● **Assignment**
Exactly as they appear, copy the lines from the start of the entries below to the line containing "use parking_lot::Mutex;", both ends included.

● **Data provided**

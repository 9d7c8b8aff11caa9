//! Per-domain key bindings on top of a shared combo recognizer.
//!
//! [`DomainRegistry`] keeps a `domain → (key → handler)` table and makes sure
//! each key has exactly one subscription with the recognizer, however many
//! domains bind it. Keys with only a global handler are subscribed the same
//! way through [`bind_global`](DomainRegistry::bind_global). The
//! subscription is a dispatcher which, when the key fires, looks at the
//! current domain:
//!
//! - no current domain: the key is escalated to the [`GlobalFallback`];
//! - the current domain binds the key: its handler runs;
//! - otherwise the key is swallowed.
//!
//! Domains whose element leaves the document can be suspended, which parks
//! their bindings until [`resume_domain`](DomainRegistry::resume_domain).

use std::collections::{BTreeMap, BTreeSet};
use std::sync::{Arc, Weak};

use keydomain_core::{ComboCallback, ComboEvent, ComboRecognizer, normalize_combo};
use parking_lot::Mutex;

use crate::logging::targets;

/// Handler invoked for a key. Returns whether it consumed the key.
pub type KeyHandler = ComboCallback;

/// Receives keys that fire while no domain is current.
pub trait GlobalFallback: Send + Sync {
    /// Run the global handler for `key`. Returns `false` when there is none.
    fn trigger_global(&self, key: &str, event: &ComboEvent) -> bool;

    /// The global handler for `key`, if any.
    fn global_handler(&self, key: &str) -> Option<KeyHandler>;
}

type BindingTable = BTreeMap<String, BTreeMap<String, KeyHandler>>;

/// Snapshot of a binding table: domain → bound keys.
pub type BindingSnapshot = BTreeMap<String, BTreeSet<String>>;

#[derive(Default)]
struct RegistryState {
    current: Option<String>,
    live: BindingTable,
    suspended: BindingTable,
}

impl RegistryState {
    fn key_in_use(&self, key: &str) -> bool {
        self.live.values().any(|keys| keys.contains_key(key))
    }
}

fn snapshot(table: &BindingTable) -> BindingSnapshot {
    table
        .iter()
        .map(|(domain, keys)| (domain.clone(), keys.keys().cloned().collect()))
        .collect()
}

enum Route {
    Global,
    Domain(KeyHandler),
    Swallow,
}

struct RegistryShared {
    recognizer: Arc<dyn ComboRecognizer>,
    fallback: Arc<dyn GlobalFallback>,
    state: Mutex<RegistryState>,
}

impl RegistryShared {
    fn dispatch(&self, key: &str, event: &ComboEvent) -> bool {
        let route = {
            let state = self.state.lock();
            match &state.current {
                None => Route::Global,
                Some(domain) => match state.live.get(domain).and_then(|keys| keys.get(key)) {
                    Some(handler) => Route::Domain(handler.clone()),
                    None => Route::Swallow,
                },
            }
        };

        match route {
            Route::Global => self.fallback.trigger_global(key, event),
            Route::Domain(handler) => handler(event),
            Route::Swallow => {
                tracing::trace!(target: targets::REGISTRY, key, "swallowed by current domain");
                false
            }
        }
    }
}

/// Domain-scoped binding table.
///
/// Cloning yields another handle to the same table.
#[derive(Clone)]
pub struct DomainRegistry {
    shared: Arc<RegistryShared>,
}

impl DomainRegistry {
    /// Create a registry over `recognizer`, escalating domain-less keys to `fallback`.
    pub fn new(recognizer: Arc<dyn ComboRecognizer>, fallback: Arc<dyn GlobalFallback>) -> Self {
        Self {
            shared: Arc::new(RegistryShared {
                recognizer,
                fallback,
                state: Mutex::new(RegistryState::default()),
            }),
        }
    }

    fn dispatcher(&self, key: String) -> ComboCallback {
        let weak: Weak<RegistryShared> = Arc::downgrade(&self.shared);
        Arc::new(move |event: &ComboEvent| match weak.upgrade() {
            Some(shared) => shared.dispatch(&key, event),
            None => false,
        })
    }

    /// Bind every key in `keys` to `handler` in every domain in `domains`.
    ///
    /// Keys not yet bound in any live domain get a dispatcher subscription.
    /// Existing (domain, key) entries are overwritten.
    pub fn bind_domain<D, K>(&self, domains: &[D], keys: &[K], handler: KeyHandler)
    where
        D: AsRef<str>,
        K: AsRef<str>,
    {
        let keys: Vec<String> = keys.iter().map(|k| normalize_combo(k.as_ref())).collect();

        let unused: Vec<String> = {
            let mut state = self.shared.state.lock();
            let unused = keys
                .iter()
                .filter(|key| !state.key_in_use(key))
                .cloned()
                .collect::<BTreeSet<_>>();
            for domain in domains {
                let entry = state.live.entry(domain.as_ref().to_string()).or_default();
                for key in &keys {
                    entry.insert(key.clone(), handler.clone());
                }
            }
            unused.into_iter().collect()
        };

        for key in unused {
            tracing::trace!(target: targets::REGISTRY, %key, "subscribing dispatcher");
            self.shared
                .recognizer
                .bind(std::slice::from_ref(&key), self.dispatcher(key.clone()));
        }
        tracing::debug!(
            target: targets::REGISTRY,
            domains = ?domains.iter().map(|d| d.as_ref()).collect::<Vec<&str>>(),
            ?keys,
            "bound"
        );
    }

    /// Subscribe a dispatcher for global keys that no live domain binds.
    ///
    /// The handlers themselves live in the [`GlobalFallback`]; the
    /// dispatcher only reaches them while no domain is current.
    pub fn bind_global<K: AsRef<str>>(&self, keys: &[K]) {
        let free: Vec<String> = {
            let state = self.shared.state.lock();
            keys.iter()
                .map(|k| normalize_combo(k.as_ref()))
                .filter(|key| !state.key_in_use(key))
                .collect()
        };
        for key in free {
            tracing::trace!(target: targets::REGISTRY, %key, "subscribing global dispatcher");
            self.shared
                .recognizer
                .bind(std::slice::from_ref(&key), self.dispatcher(key.clone()));
        }
    }

    /// Remove the (domain, key) entries for every pair in `domains × keys`.
    ///
    /// A key no live domain binds any more has its subscription torn down,
    /// unless it still has a global handler.
    pub fn unbind_domain<D, K>(&self, domains: &[D], keys: &[K])
    where
        D: AsRef<str>,
        K: AsRef<str>,
    {
        let keys: Vec<String> = keys.iter().map(|k| normalize_combo(k.as_ref())).collect();

        let released: Vec<String> = {
            let mut state = self.shared.state.lock();
            let was_used: Vec<bool> = keys.iter().map(|k| state.key_in_use(k)).collect();
            for domain in domains {
                let domain = domain.as_ref();
                if let Some(entry) = state.live.get_mut(domain) {
                    for key in &keys {
                        entry.remove(key);
                    }
                    if entry.is_empty() {
                        state.live.remove(domain);
                    }
                }
            }
            keys.iter()
                .zip(was_used)
                .filter(|(key, used)| *used && !state.key_in_use(key))
                .map(|(key, _)| key.clone())
                .collect()
        };

        for key in released {
            if self.shared.fallback.global_handler(&key).is_some() {
                tracing::trace!(target: targets::REGISTRY, %key, "kept for global handler");
                continue;
            }
            tracing::trace!(target: targets::REGISTRY, %key, "unsubscribing");
            self.shared.recognizer.unbind(std::slice::from_ref(&key));
        }
    }

    /// Park all bindings of each domain and unbind them.
    pub fn suspend_domain<D: AsRef<str>>(&self, domains: &[D]) {
        for domain in domains {
            let domain = domain.as_ref();
            let keys: Vec<String> = {
                let mut state = self.shared.state.lock();
                let Some(bindings) = state.live.get(domain).cloned() else {
                    continue;
                };
                let keys = bindings.keys().cloned().collect();
                state
                    .suspended
                    .entry(domain.to_string())
                    .or_default()
                    .extend(bindings);
                keys
            };
            tracing::debug!(target: targets::REGISTRY, domain, count = keys.len(), "suspending domain");
            self.unbind_domain(&[domain], &keys);
        }
    }

    /// Re-bind every parked binding of each domain. No-op for domains with none.
    pub fn resume_domain<D: AsRef<str>>(&self, domains: &[D]) {
        for domain in domains {
            let domain = domain.as_ref();
            let suspended = self.shared.state.lock().suspended.remove(domain);
            let Some(bindings) = suspended else {
                continue;
            };
            tracing::debug!(target: targets::REGISTRY, domain, count = bindings.len(), "resuming domain");
            for (key, handler) in bindings {
                self.bind_domain(&[domain], &[key], handler);
            }
        }
    }

    /// Set the domain whose bindings are active. `None` routes keys to the global fallback.
    pub fn focus_domain(&self, domain: Option<&str>) {
        self.shared.state.lock().current = domain.map(str::to_string);
    }

    /// The domain whose bindings are active.
    pub fn current_domain(&self) -> Option<String> {
        self.shared.state.lock().current.clone()
    }

    /// Forget all live and suspended bindings and the current domain.
    ///
    /// Recognizer subscriptions are left alone; reset the recognizer too.
    pub fn reset(&self) {
        let mut state = self.shared.state.lock();
        *state = RegistryState::default();
    }

    /// Check whether any live domain binds `key`.
    pub fn is_key_bound(&self, key: &str) -> bool {
        self.shared.state.lock().key_in_use(&normalize_combo(key))
    }

    /// The live handler for (`domain`, `key`).
    pub fn handler(&self, domain: &str, key: &str) -> Option<KeyHandler> {
        self.shared
            .state
            .lock()
            .live
            .get(domain)
            .and_then(|keys| keys.get(&normalize_combo(key)))
            .cloned()
    }

    /// The suspended handler for (`domain`, `key`).
    pub fn suspended_handler(&self, domain: &str, key: &str) -> Option<KeyHandler> {
        self.shared
            .state
            .lock()
            .suspended
            .get(domain)
            .and_then(|keys| keys.get(&normalize_combo(key)))
            .cloned()
    }

    /// Live bindings: domain → keys.
    pub fn bindings(&self) -> BindingSnapshot {
        snapshot(&self.shared.state.lock().live)
    }

    /// Suspended bindings: domain → keys.
    pub fn suspended_bindings(&self) -> BindingSnapshot {
        snapshot(&self.shared.state.lock().suspended)
    }

    /// The recognizer this registry subscribes to.
    pub fn recognizer(&self) -> &Arc<dyn ComboRecognizer> {
        &self.shared.recognizer
    }
}

impl std::fmt::Debug for DomainRegistry {
    fn fmt(&self, f: &mut std::fmt::Formatter<'_>) -> std::fmt::Result {
        let state = self.shared.state.lock();
        f.debug_struct("DomainRegistry")
            .field("current", &state.current)
            .field("live", &snapshot(&state.live))
            .field("suspended", &snapshot(&state.suspended))
            .finish()
    }
}
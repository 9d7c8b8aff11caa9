//! Key strokes: a key plus modifiers, parsed from combo strings like `"Ctrl+S"`.

use std::fmt;
use std::str::FromStr;

use crate::error::KeyStrokeParseError;

/// Keyboard modifier state.
#[derive(Debug, Clone, Copy, PartialEq, Eq, Hash, Default)]
pub struct Modifiers {
    /// Control key.
    pub ctrl: bool,
    /// Alt / Option key.
    pub alt: bool,
    /// Shift key.
    pub shift: bool,
    /// Meta / Command / Windows key.
    pub meta: bool,
}

impl Modifiers {
    /// No modifiers pressed.
    pub const NONE: Self = Self {
        ctrl: false,
        alt: false,
        shift: false,
        meta: false,
    };

    /// Only Ctrl pressed.
    pub const CTRL: Self = Self {
        ctrl: true,
        ..Self::NONE
    };

    /// Check if no modifiers are pressed.
    pub fn is_empty(&self) -> bool {
        !(self.ctrl || self.alt || self.shift || self.meta)
    }
}

/// A single key with modifiers.
///
/// Parsing is case-insensitive and accepts common aliases (`control`,
/// `option`, `cmd`, `escape`, `return`, ...). The [`Display`](fmt::Display)
/// form is canonical: lowercase, modifiers in `ctrl+alt+shift+meta` order.
#[derive(Debug, Clone, PartialEq, Eq, Hash)]
pub struct KeyStroke {
    /// Canonical key name, e.g. `"s"`, `"enter"`, `"f5"`, `"+"`.
    pub key: String,
    /// Modifiers held with the key.
    pub modifiers: Modifiers,
}

impl KeyStroke {
    /// Create a key stroke from an already canonical key name.
    pub fn new(key: impl Into<String>, modifiers: Modifiers) -> Self {
        Self {
            key: canonical_key(&key.into()),
            modifiers,
        }
    }

    /// A key with no modifiers.
    pub fn plain(key: impl Into<String>) -> Self {
        Self::new(key, Modifiers::NONE)
    }
}

impl fmt::Display for KeyStroke {
    fn fmt(&self, f: &mut fmt::Formatter<'_>) -> fmt::Result {
        let m = &self.modifiers;
        for (held, name) in [
            (m.ctrl, "ctrl"),
            (m.alt, "alt"),
            (m.shift, "shift"),
            (m.meta, "meta"),
        ] {
            if held {
                write!(f, "{}+", name)?;
            }
        }
        write!(f, "{}", self.key)
    }
}

impl FromStr for KeyStroke {
    type Err = KeyStrokeParseError;

    fn from_str(s: &str) -> Result<Self, Self::Err> {
        let s = s.trim();
        if s.is_empty() {
            return Err(KeyStrokeParseError::Empty);
        }

        // A literal plus is written "+" or "mod++".
        let (rest, plus_key) = if s == "+" {
            ("", true)
        } else if let Some(rest) = s.strip_suffix("++") {
            (rest, true)
        } else {
            (s, false)
        };

        let mut modifiers = Modifiers::NONE;
        let mut key: Option<String> = plus_key.then(|| "+".to_string());

        if !rest.is_empty() {
            for part in rest.split('+') {
                let part = part.trim();
                if part.is_empty() {
                    return Err(KeyStrokeParseError::NoKey(s.to_string()));
                }
                match part.to_lowercase().as_str() {
                    "ctrl" | "control" => modifiers.ctrl = true,
                    "alt" | "option" => modifiers.alt = true,
                    "shift" => modifiers.shift = true,
                    "meta" | "cmd" | "command" | "win" | "windows" | "super" => modifiers.meta = true,
                    other => {
                        if key.is_some() || other.chars().any(char::is_whitespace) {
                            return Err(KeyStrokeParseError::MultipleKeys(s.to_string()));
                        }
                        key = Some(canonical_key(other));
                    }
                }
            }
        }

        match key {
            Some(key) => Ok(KeyStroke { key, modifiers }),
            None => Err(KeyStrokeParseError::NoKey(s.to_string())),
        }
    }
}

fn canonical_key(key: &str) -> String {
    let lower = key.to_lowercase();
    match lower.as_str() {
        "escape" => "esc".into(),
        "return" => "enter".into(),
        "del" => "delete".into(),
        "plus" => "+".into(),
        "spacebar" | " " => "space".into(),
        "arrowup" => "up".into(),
        "arrowdown" => "down".into(),
        "arrowleft" => "left".into(),
        "arrowright" => "right".into(),
        "pgup" => "pageup".into(),
        "pgdn" => "pagedown".into(),
        _ => lower,
    }
}
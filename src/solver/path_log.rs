use log::{debug, warn};
use z3::ast::Bool;

use crate::engine::VarId;
use crate::solver::Error;

/// One alternative of a recorded branch: the predicate under which control
/// flows from `source_address` to `destination_address`.
#[derive(Debug, Clone)]
pub struct BranchConstraint<'ctx> {
    pub taken: bool,
    pub source_address: u64,
    pub destination_address: u64,
    pub predicate: Bool<'ctx>,
}

/// One record per executed symbolized conditional branch, immutable once appended.
#[derive(Debug, Clone)]
pub struct PathConstraint<'ctx> {
    pub register_id: VarId, // instruction-pointer variable at branch time
    pub branch_address: u64,
    pub taken_address: u64,
    pub not_taken_address: u64,
    pub bound: usize, // index in the log, stable for the whole session
    pub branches: Vec<BranchConstraint<'ctx>>, // exactly one has taken == true
}

impl<'ctx> PathConstraint<'ctx> {
    pub fn new(
        register_id: VarId,
        branch_address: u64,
        taken_address: u64,
        not_taken_address: u64,
        branches: Vec<BranchConstraint<'ctx>>,
    ) -> Self {
        PathConstraint {
            register_id,
            branch_address,
            taken_address,
            not_taken_address,
            bound: 0, // assigned by the log on append
            branches,
        }
    }

    pub fn taken(&self) -> Option<&BranchConstraint<'ctx>> {
        self.branches.iter().find(|branch| branch.taken)
    }

    pub fn not_taken(&self) -> impl Iterator<Item = &BranchConstraint<'ctx>> {
        self.branches.iter().filter(|branch| !branch.taken)
    }
}

/// Append-only log of the symbolized conditional branches executed so far.
/// A record's `bound` is its index here; indices are stable until `clear`.
#[derive(Debug, Default)]
pub struct PathLog<'ctx> {
    records: Vec<PathConstraint<'ctx>>,
}

impl<'ctx> PathLog<'ctx> {
    pub fn new() -> Self {
        PathLog {
            records: Vec::new(),
        }
    }

    pub fn append(&mut self, mut record: PathConstraint<'ctx>) -> usize {
        record.bound = self.records.len();
        debug!(
            "path constraint {} at {:#x}: taken {:#x}, not taken {:#x}",
            record.bound, record.branch_address, record.taken_address, record.not_taken_address
        );
        if record.taken().is_none() {
            warn!(
                "record {} at {:#x} has no taken alternative",
                record.bound, record.branch_address
            );
        }
        let bound = record.bound;
        self.records.push(record);
        bound
    }

    /// Empty the log. Only valid at a session boundary; stale bounds from
    /// before the clear must not be reused.
    pub fn clear(&mut self) {
        self.records.clear();
    }

    pub fn len(&self) -> usize {
        self.records.len()
    }

    pub fn is_empty(&self) -> bool {
        self.records.is_empty()
    }

    pub fn get(&self, bound: usize) -> Option<&PathConstraint<'ctx>> {
        self.records.get(bound)
    }

    pub fn records(&self) -> &[PathConstraint<'ctx>] {
        &self.records
    }

    // An empty log rejects every bound.
    pub fn check_bound(&self, bound: usize) -> Result<&PathConstraint<'ctx>, Error> {
        self.records.get(bound).ok_or(Error::BoundOutOfRange {
            bound,
            len: self.records.len(),
        })
    }
}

● **Solution to the problem**
repository 9d7c8b8aff11caa9
//! Per-domain key bindings on top of a shared combo recognizer.
//!
//! [`DomainRegistry`] keeps a `domain → (key → handler)` table and makes sure
//! each key has exactly one subscription with the recognizer, however many
//! domains bind it. Keys with only a global handler are subscribed the same
//! way through [`bind_global`](DomainRegistry::bind_global). The
//! subscription is a dispatcher which, when the key fires, looks at the
//! current domain:
//!
//! - no current domain: the key is escalated to the [`GlobalFallback`];
//! - the current domain binds the key: its handler runs;
//! - otherwise the key is swallowed.
//!
//! Domains whose element leaves the document can be suspended, which parks
//! their bindings until [`resume_domain`](DomainRegistry::resume_domain).

use std::collections::{BTreeMap, BTreeSet};
use std::sync::{Arc, Weak};

use keydomain_core::{ComboCallback, ComboEvent, ComboRecognizer, normalize_combo};
use parking_lot::Mutex;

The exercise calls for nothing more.